WORK TO COMPLETE: Whenever a line in the records below holds the string "Result", include it in the count, and state the number alone.

RECORD EXCERPTS:
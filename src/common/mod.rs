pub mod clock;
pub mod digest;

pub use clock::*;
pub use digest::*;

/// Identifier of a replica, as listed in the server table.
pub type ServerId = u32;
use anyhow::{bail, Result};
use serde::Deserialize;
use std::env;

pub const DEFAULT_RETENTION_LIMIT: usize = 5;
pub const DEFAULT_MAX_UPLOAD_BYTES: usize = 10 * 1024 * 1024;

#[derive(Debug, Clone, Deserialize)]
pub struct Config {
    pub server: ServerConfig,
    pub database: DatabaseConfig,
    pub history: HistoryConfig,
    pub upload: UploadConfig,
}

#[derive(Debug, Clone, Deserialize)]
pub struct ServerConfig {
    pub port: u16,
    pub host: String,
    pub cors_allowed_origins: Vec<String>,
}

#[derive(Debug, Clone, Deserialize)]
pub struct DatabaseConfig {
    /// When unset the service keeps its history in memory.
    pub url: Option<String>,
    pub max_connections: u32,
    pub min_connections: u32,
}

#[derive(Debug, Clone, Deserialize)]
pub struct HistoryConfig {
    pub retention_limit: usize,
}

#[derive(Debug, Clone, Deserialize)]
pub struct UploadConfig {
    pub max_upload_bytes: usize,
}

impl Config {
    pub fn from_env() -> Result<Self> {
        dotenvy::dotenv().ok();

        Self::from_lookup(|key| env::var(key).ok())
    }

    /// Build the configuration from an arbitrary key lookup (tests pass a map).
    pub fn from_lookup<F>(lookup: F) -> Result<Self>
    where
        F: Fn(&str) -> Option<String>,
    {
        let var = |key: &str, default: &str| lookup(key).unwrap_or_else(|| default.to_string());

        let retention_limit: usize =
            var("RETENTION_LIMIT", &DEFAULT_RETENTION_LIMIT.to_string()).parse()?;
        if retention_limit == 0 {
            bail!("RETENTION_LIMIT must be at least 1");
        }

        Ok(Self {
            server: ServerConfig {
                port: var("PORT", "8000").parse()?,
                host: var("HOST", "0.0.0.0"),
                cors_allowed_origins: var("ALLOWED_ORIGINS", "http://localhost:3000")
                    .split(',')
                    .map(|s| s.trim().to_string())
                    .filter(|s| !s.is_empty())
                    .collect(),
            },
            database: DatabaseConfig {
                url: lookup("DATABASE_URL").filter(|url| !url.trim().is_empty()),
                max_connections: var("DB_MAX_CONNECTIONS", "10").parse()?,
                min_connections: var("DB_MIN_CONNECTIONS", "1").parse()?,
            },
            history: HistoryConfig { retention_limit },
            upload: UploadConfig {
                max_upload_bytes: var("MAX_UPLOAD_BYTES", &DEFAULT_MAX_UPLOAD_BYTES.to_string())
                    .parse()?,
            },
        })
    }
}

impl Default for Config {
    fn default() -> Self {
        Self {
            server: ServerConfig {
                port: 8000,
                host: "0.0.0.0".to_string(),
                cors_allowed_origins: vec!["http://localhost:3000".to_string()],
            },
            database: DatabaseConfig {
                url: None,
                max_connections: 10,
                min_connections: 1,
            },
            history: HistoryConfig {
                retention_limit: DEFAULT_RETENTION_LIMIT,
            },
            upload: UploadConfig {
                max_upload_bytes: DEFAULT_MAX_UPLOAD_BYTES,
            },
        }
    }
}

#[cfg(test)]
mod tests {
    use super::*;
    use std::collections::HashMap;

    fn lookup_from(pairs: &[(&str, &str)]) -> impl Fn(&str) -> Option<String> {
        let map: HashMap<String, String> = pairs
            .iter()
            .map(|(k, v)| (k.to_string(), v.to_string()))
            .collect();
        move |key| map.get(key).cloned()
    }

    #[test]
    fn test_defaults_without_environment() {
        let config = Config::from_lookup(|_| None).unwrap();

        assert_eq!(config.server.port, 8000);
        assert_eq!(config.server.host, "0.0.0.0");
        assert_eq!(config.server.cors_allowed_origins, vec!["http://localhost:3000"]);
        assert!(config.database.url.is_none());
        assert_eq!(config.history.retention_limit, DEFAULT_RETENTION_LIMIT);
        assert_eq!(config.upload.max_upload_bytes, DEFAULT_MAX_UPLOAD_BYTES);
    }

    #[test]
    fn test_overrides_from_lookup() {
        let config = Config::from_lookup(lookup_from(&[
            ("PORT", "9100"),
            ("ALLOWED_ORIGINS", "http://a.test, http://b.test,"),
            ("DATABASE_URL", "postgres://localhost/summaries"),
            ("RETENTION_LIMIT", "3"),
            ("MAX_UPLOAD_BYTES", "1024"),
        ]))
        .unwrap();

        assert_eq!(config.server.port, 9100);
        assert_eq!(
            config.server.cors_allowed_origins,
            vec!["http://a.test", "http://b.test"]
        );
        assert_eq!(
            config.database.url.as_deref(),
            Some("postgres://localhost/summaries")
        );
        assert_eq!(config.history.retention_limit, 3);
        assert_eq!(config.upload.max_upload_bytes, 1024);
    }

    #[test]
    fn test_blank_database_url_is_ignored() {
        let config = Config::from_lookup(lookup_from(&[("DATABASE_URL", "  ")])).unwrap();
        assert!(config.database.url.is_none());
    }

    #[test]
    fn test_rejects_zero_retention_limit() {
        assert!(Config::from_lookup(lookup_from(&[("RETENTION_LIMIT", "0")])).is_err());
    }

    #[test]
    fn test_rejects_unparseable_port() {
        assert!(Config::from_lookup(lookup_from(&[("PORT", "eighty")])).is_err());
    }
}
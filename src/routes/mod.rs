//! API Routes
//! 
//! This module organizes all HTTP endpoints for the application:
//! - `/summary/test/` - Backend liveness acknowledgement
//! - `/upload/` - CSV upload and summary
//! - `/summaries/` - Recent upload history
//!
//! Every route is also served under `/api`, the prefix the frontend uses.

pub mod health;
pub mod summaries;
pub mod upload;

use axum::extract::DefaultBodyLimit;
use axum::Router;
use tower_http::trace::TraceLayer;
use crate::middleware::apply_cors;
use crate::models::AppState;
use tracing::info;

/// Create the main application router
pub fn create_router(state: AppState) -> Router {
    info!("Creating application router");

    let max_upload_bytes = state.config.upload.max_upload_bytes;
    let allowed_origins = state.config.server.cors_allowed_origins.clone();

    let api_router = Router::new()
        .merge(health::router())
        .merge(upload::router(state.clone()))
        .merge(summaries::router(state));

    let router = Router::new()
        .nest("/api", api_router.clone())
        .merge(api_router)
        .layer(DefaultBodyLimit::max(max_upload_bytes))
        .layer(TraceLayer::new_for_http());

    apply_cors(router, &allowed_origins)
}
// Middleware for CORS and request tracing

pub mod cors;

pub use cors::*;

EXPECTED ANSWER: 3